PAUL: Mike added some other strategies for implementing AI in small ways, in order to build your employer’s trust in AI.
MIKE: So what we typically do with both clients and internally at our agency and the marketing AI Institute is take a look at the activities that you as a content team or content marketer do every single day, week, month or quarter. Chances are if you start listing out all the things you're responsible for from creating blog posts to uploading social media to promoting across channels. If you write all of this stuff out take just 15 minutes to do it. You're going to then be able to go down that list and you will notice some commonalities. There are probably going to be a lot of activities that are very repetitive. For instance on my team. Historically we would create three to five blog posts a week content creation happen regularly. It was immensely time consuming and it happened all the time. For each piece of content we would also be uploading posts scheduling social media and promoting that content. Within all of these activities the ones that are repetitive ones that are data driven. These can very likely to some degree be intelligently automated either today or in the near future.So we would start with very time intensive and repetitive tasks and then begin exploring what use cases there may be for artificial intelligence to do those tasks.
PAUL: A lot of guests at the conference have asked “What are some ways marketers can started in AI?” Mike offers this advice.

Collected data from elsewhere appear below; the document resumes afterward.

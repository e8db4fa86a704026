//! Two-factor structured matrix-vector products
//!
//! Applies `K = A ⊗ B` (or `Kᵗ`) to a vector without forming K. For A (m×n)
//! and B (p×q), the forward product splits `f` into n blocks of length q,
//! applies B to each block, and accumulates `A[i, j] · (B f_j)` into output
//! block i:
//!
//! ```text
//! g_i = Σ_j A[i, j] · (B · f_j)          forward,    len(f) = nq, len(g) = mp
//! g_j = Σ_i A[i, j] · (Bᵗ · f_i)         transposed, len(f) = mp, len(g) = nq
//! ```
//!
//! Work drops from O(mnpq) for the explicit product to O(npq + mnp).
//!
//! The outer loop over A does not care what the inner operator is. It is
//! shared with [`crate::matvec3`], where the inner operator is itself a
//! two-factor product.

use scirs2_core::ndarray_ext::{s, Array1, ArrayView1, ArrayView2, ArrayViewMut1};
use scirs2_core::numeric::Num;

use crate::config::MatvecConfig;
use crate::error::KernelResult;
use crate::shape::{check_diagonal_matvec, check_matvec, matvec_lengths, MatvecMode};

/// Number of (input, output) blocks the outer factor splits a vector into
fn outer_block_counts<T>(a: &ArrayView2<T>, mode: MatvecMode) -> (usize, usize) {
    let (rows, cols) = a.dim();
    match mode {
        MatvecMode::Forward => (cols, rows),
        MatvecMode::Transposed => (rows, cols),
    }
}

/// Weight with which input block `o_in` contributes to output block `o_out`
#[inline]
fn outer_weight<T: Clone>(a: &ArrayView2<T>, mode: MatvecMode, o_in: usize, o_out: usize) -> T {
    match mode {
        MatvecMode::Forward => a[[o_out, o_in]].clone(),
        MatvecMode::Transposed => a[[o_in, o_out]].clone(),
    }
}

/// Estimated multiply-adds of an outer loop around an inner operator
pub(crate) fn outer_work<T>(
    a: &ArrayView2<T>,
    mode: MatvecMode,
    inner_out: usize,
    inner_work: usize,
) -> usize {
    let (n_in, _) = outer_block_counts(a, mode);
    a.len() * inner_out + n_in * inner_work
}

/// Outer factor loop, serial
///
/// `inner` maps an input block of length `inner_in` to an intermediate block
/// of length `inner_out`, overwriting its output. Those lengths are the inner
/// operator's requirements in `mode`, so the scratch block is sized for the
/// row product in forward mode and the column product in transposed mode.
///
/// Callers must have validated `f` and `g` already.
pub(crate) fn outer_factor_serial<T, F>(
    a: &ArrayView2<T>,
    f: &ArrayView1<T>,
    g: &mut ArrayViewMut1<T>,
    mode: MatvecMode,
    inner_in: usize,
    inner_out: usize,
    mut inner: F,
) where
    T: Clone + Num,
    F: FnMut(&ArrayView1<T>, &mut ArrayViewMut1<T>),
{
    let (n_in, n_out) = outer_block_counts(a, mode);

    g.fill(T::zero());
    let mut scratch = Array1::<T>::zeros(inner_out);

    for o_in in 0..n_in {
        let block = f.slice(s![o_in * inner_in..(o_in + 1) * inner_in]);
        inner(&block, &mut scratch.view_mut());

        for o_out in 0..n_out {
            let w = outer_weight(a, mode, o_in, o_out);
            let mut out = g.slice_mut(s![o_out * inner_out..(o_out + 1) * inner_out]);
            for (dst, src) in out.iter_mut().zip(scratch.iter()) {
                *dst = dst.clone() + w.clone() * src.clone();
            }
        }
    }
}

/// Outer factor loop, parallel over output blocks
///
/// Running the serial loop in parallel over input blocks would have every
/// task writing every output block. Instead, all intermediate blocks are
/// computed first (independent per input block), then each output block is
/// reduced on its own from those intermediates.
#[cfg(feature = "parallel")]
pub(crate) fn outer_factor_parallel<T, F>(
    a: &ArrayView2<T>,
    f: &ArrayView1<T>,
    g: &mut ArrayViewMut1<T>,
    mode: MatvecMode,
    inner_in: usize,
    inner_out: usize,
    inner: F,
) where
    T: Clone + Num + Send + Sync,
    F: Fn(&ArrayView1<T>, &mut ArrayViewMut1<T>) + Sync,
{
    use scirs2_core::ndarray_ext::{Array2, Axis};
    use scirs2_core::parallel_ops::*;

    let (n_in, n_out) = outer_block_counts(a, mode);

    let mut stage = Array2::<T>::zeros((n_in, inner_out));
    stage
        .axis_iter_mut(Axis(0))
        .into_par_iter()
        .enumerate()
        .for_each(|(o_in, mut row)| {
            let block = f.slice(s![o_in * inner_in..(o_in + 1) * inner_in]);
            inner(&block, &mut row);
        });

    let mut reduced = Array2::<T>::zeros((n_out, inner_out));
    reduced
        .axis_iter_mut(Axis(0))
        .into_par_iter()
        .enumerate()
        .for_each(|(o_out, mut out)| {
            for (o_in, intermediate) in stage.outer_iter().enumerate() {
                let w = outer_weight(a, mode, o_in, o_out);
                for (dst, src) in out.iter_mut().zip(intermediate.iter()) {
                    *dst = dst.clone() + w.clone() * src.clone();
                }
            }
        });

    for (dst, src) in g.iter_mut().zip(reduced.iter()) {
        *dst = src.clone();
    }
}

/// `y = M·x` (forward) or `y = Mᵗ·x` (transposed); `y` is overwritten
pub(crate) fn apply_dense_factor<T>(
    m: &ArrayView2<T>,
    x: &ArrayView1<T>,
    y: &mut ArrayViewMut1<T>,
    mode: MatvecMode,
) where
    T: Clone + Num,
{
    match mode {
        MatvecMode::Forward => {
            for (yi, row) in y.iter_mut().zip(m.rows()) {
                let mut acc = T::zero();
                for (mv, xv) in row.iter().zip(x.iter()) {
                    acc = acc + mv.clone() * xv.clone();
                }
                *yi = acc;
            }
        }
        MatvecMode::Transposed => {
            // Row vector times M, walking M row by row
            y.fill(T::zero());
            for (xv, row) in x.iter().zip(m.rows()) {
                for (yj, mv) in y.iter_mut().zip(row.iter()) {
                    *yj = yj.clone() + xv.clone() * mv.clone();
                }
            }
        }
    }
}

pub(crate) fn two_factor_serial<T>(
    a: &ArrayView2<T>,
    b: &ArrayView2<T>,
    f: &ArrayView1<T>,
    g: &mut ArrayViewMut1<T>,
    mode: MatvecMode,
) where
    T: Clone + Num,
{
    let (inner_in, inner_out) = matvec_lengths(&[b.dim()], mode);
    outer_factor_serial(a, f, g, mode, inner_in, inner_out, |x, y| {
        apply_dense_factor(b, x, y, mode)
    });
}

pub(crate) fn two_factor_work<T>(a: &ArrayView2<T>, b: &ArrayView2<T>, mode: MatvecMode) -> usize {
    let (_, inner_out) = matvec_lengths(&[b.dim()], mode);
    outer_work(a, mode, inner_out, b.len())
}

/// Apply the Kronecker product of two dense factors to a vector
///
/// Computes `g = (A ⊗ B) · f` in [`MatvecMode::Forward`] and
/// `g = (A ⊗ B)ᵗ · f` in [`MatvecMode::Transposed`], without forming the
/// product matrix and without storing any transpose.
///
/// # Arguments
///
/// * `a` - Outer factor (m×n)
/// * `b` - Inner factor (p×q)
/// * `f` - Input vector: length nq forward, mp transposed
/// * `g` - Output vector: length mp forward, nq transposed. Fully overwritten.
/// * `mode` - Forward or transposed
///
/// # Errors
///
/// Returns `ShapeMismatch` if either vector length is wrong. `g` is not
/// modified in that case.
///
/// # Complexity
///
/// Time: O(npq + mnp) forward, O(mpq + mnq) transposed
/// Space: one scratch block of length p (forward) or q (transposed)
///
/// # Examples
///
/// ```
/// use scirs2_core::ndarray_ext::{array, Array1};
/// use kronop_kernels::{kron_matvec, MatvecMode};
///
/// let a = array![[1.0, 2.0], [3.0, 4.0]];
/// let b = array![[1.0, 0.0], [0.0, 1.0]];
/// let f = array![1.0, 2.0, 3.0, 4.0];
/// let mut g = Array1::<f64>::zeros(4);
///
/// kron_matvec(&a.view(), &b.view(), &f.view(), &mut g.view_mut(), MatvecMode::Forward).unwrap();
/// assert_eq!(g, array![7.0, 10.0, 15.0, 22.0]);
/// ```
pub fn kron_matvec<T>(
    a: &ArrayView2<T>,
    b: &ArrayView2<T>,
    f: &ArrayView1<T>,
    g: &mut ArrayViewMut1<T>,
    mode: MatvecMode,
) -> KernelResult<()>
where
    T: Clone + Num,
{
    check_matvec("kron_matvec", &[a.dim(), b.dim()], mode, f.len(), g.len())?;
    two_factor_serial(a, b, f, g, mode);
    Ok(())
}

/// [`kron_matvec`] with an explicit execution configuration
///
/// # Errors
///
/// Same as [`kron_matvec`].
pub fn kron_matvec_with<T>(
    a: &ArrayView2<T>,
    b: &ArrayView2<T>,
    f: &ArrayView1<T>,
    g: &mut ArrayViewMut1<T>,
    mode: MatvecMode,
    config: &MatvecConfig,
) -> KernelResult<()>
where
    T: Clone + Num + Send + Sync,
{
    check_matvec("kron_matvec", &[a.dim(), b.dim()], mode, f.len(), g.len())?;

    #[cfg(feature = "parallel")]
    {
        let work = two_factor_work(a, b, mode);
        if config.use_parallel(work) {
            tracing::debug!(%mode, work, "parallel two-factor matvec");
            let (inner_in, inner_out) = matvec_lengths(&[b.dim()], mode);
            outer_factor_parallel(a, f, g, mode, inner_in, inner_out, |x, y| {
                apply_dense_factor(b, x, y, mode)
            });
            return Ok(());
        }
    }

    #[cfg(not(feature = "parallel"))]
    let _ = config;

    two_factor_serial(a, b, f, g, mode);
    Ok(())
}

fn diagonal_serial<T>(a: &ArrayView1<T>, b: &ArrayView1<T>, f: &ArrayView1<T>, g: &mut ArrayViewMut1<T>)
where
    T: Clone + Num,
{
    let nb = b.len();
    for (ia, a_val) in a.iter().enumerate() {
        let base = ia * nb;
        for (ib, b_val) in b.iter().enumerate() {
            let k = base + ib;
            g[k] = a_val.clone() * (b_val.clone() * f[k].clone());
        }
    }
}

/// Apply the Kronecker product of two diagonal operators to a vector
///
/// Output block i is `a[i] · (b ⊙ f_i)`. Diagonal operators are
/// self-adjoint, so there is no transposed variant.
///
/// # Errors
///
/// Returns `ShapeMismatch` unless `len(f) = len(g) = len(a)·len(b)`; `g` is
/// not modified in that case.
///
/// # Complexity
///
/// Time: O(len(a)·len(b)), no scratch space
///
/// # Examples
///
/// ```
/// use scirs2_core::ndarray_ext::{array, Array1};
/// use kronop_kernels::kron_matvec_diag;
///
/// let a = array![2.0, 3.0];
/// let b = array![5.0, 7.0];
/// let f = array![1.0, 1.0, 1.0, 1.0];
/// let mut g = Array1::<f64>::zeros(4);
/// kron_matvec_diag(&a.view(), &b.view(), &f.view(), &mut g.view_mut()).unwrap();
/// assert_eq!(g, array![10.0, 14.0, 15.0, 21.0]);
/// ```
pub fn kron_matvec_diag<T>(
    a: &ArrayView1<T>,
    b: &ArrayView1<T>,
    f: &ArrayView1<T>,
    g: &mut ArrayViewMut1<T>,
) -> KernelResult<()>
where
    T: Clone + Num,
{
    check_diagonal_matvec("kron_matvec_diag", &[a.len(), b.len()], f.len(), g.len())?;
    diagonal_serial(a, b, f, g);
    Ok(())
}

/// [`kron_matvec_diag`] with an explicit execution configuration
///
/// # Errors
///
/// Same as [`kron_matvec_diag`].
pub fn kron_matvec_diag_with<T>(
    a: &ArrayView1<T>,
    b: &ArrayView1<T>,
    f: &ArrayView1<T>,
    g: &mut ArrayViewMut1<T>,
    config: &MatvecConfig,
) -> KernelResult<()>
where
    T: Clone + Num + Send + Sync,
{
    check_diagonal_matvec("kron_matvec_diag", &[a.len(), b.len()], f.len(), g.len())?;

    #[cfg(feature = "parallel")]
    if config.use_parallel(g.len()) {
        use scirs2_core::ndarray_ext::{Array2, Axis};
        use scirs2_core::parallel_ops::*;

        tracing::debug!(len = g.len(), "parallel diagonal matvec");

        let nb = b.len();
        let mut out = Array2::<T>::zeros((a.len(), nb));
        out.axis_iter_mut(Axis(0))
            .into_par_iter()
            .enumerate()
            .for_each(|(ia, mut row)| {
                let a_val = a[ia].clone();
                for (ib, dst) in row.iter_mut().enumerate() {
                    *dst = a_val.clone() * (b[ib].clone() * f[ia * nb + ib].clone());
                }
            });
        for (dst, src) in g.iter_mut().zip(out.iter()) {
            *dst = src.clone();
        }
        return Ok(());
    }

    #[cfg(not(feature = "parallel"))]
    let _ = config;

    diagonal_serial(a, b, f, g);
    Ok(())
}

MIKE: So one of the top use cases I would start investigating would be intelligently automating potentially performance reporting so we all create performance reports either for clients for customers or internally of some type. Some people do it weekly some people do it monthly whatever you're trying to understand how Web site behavior through Google analytics or a similar tool. How those behaviors impact your strategy. And today. For most marketers that involves manually looking at Google Analytics noting a number of trends or data points from that tool and then writing them all up in a narrative for an executive team for their team for themselves. You're saying OK website traffic was up 10 percent this this week. What does that mean. Where did it come from and what should I do about it. We actually internally at PR 2020 we've used an intelligent automation tool today to automate those types of narratives. We used to spend five hours a month on these types of reports per client and we have dozens of clients today. It takes about 30 seconds so it's just a very clear simple use case that doesn't even use full robust artificial intelligence. It's just more intelligent automation so before you even get into what we would consider really sophisticated A.I. you can already save hundreds of hours for your organization by automating performance reporting.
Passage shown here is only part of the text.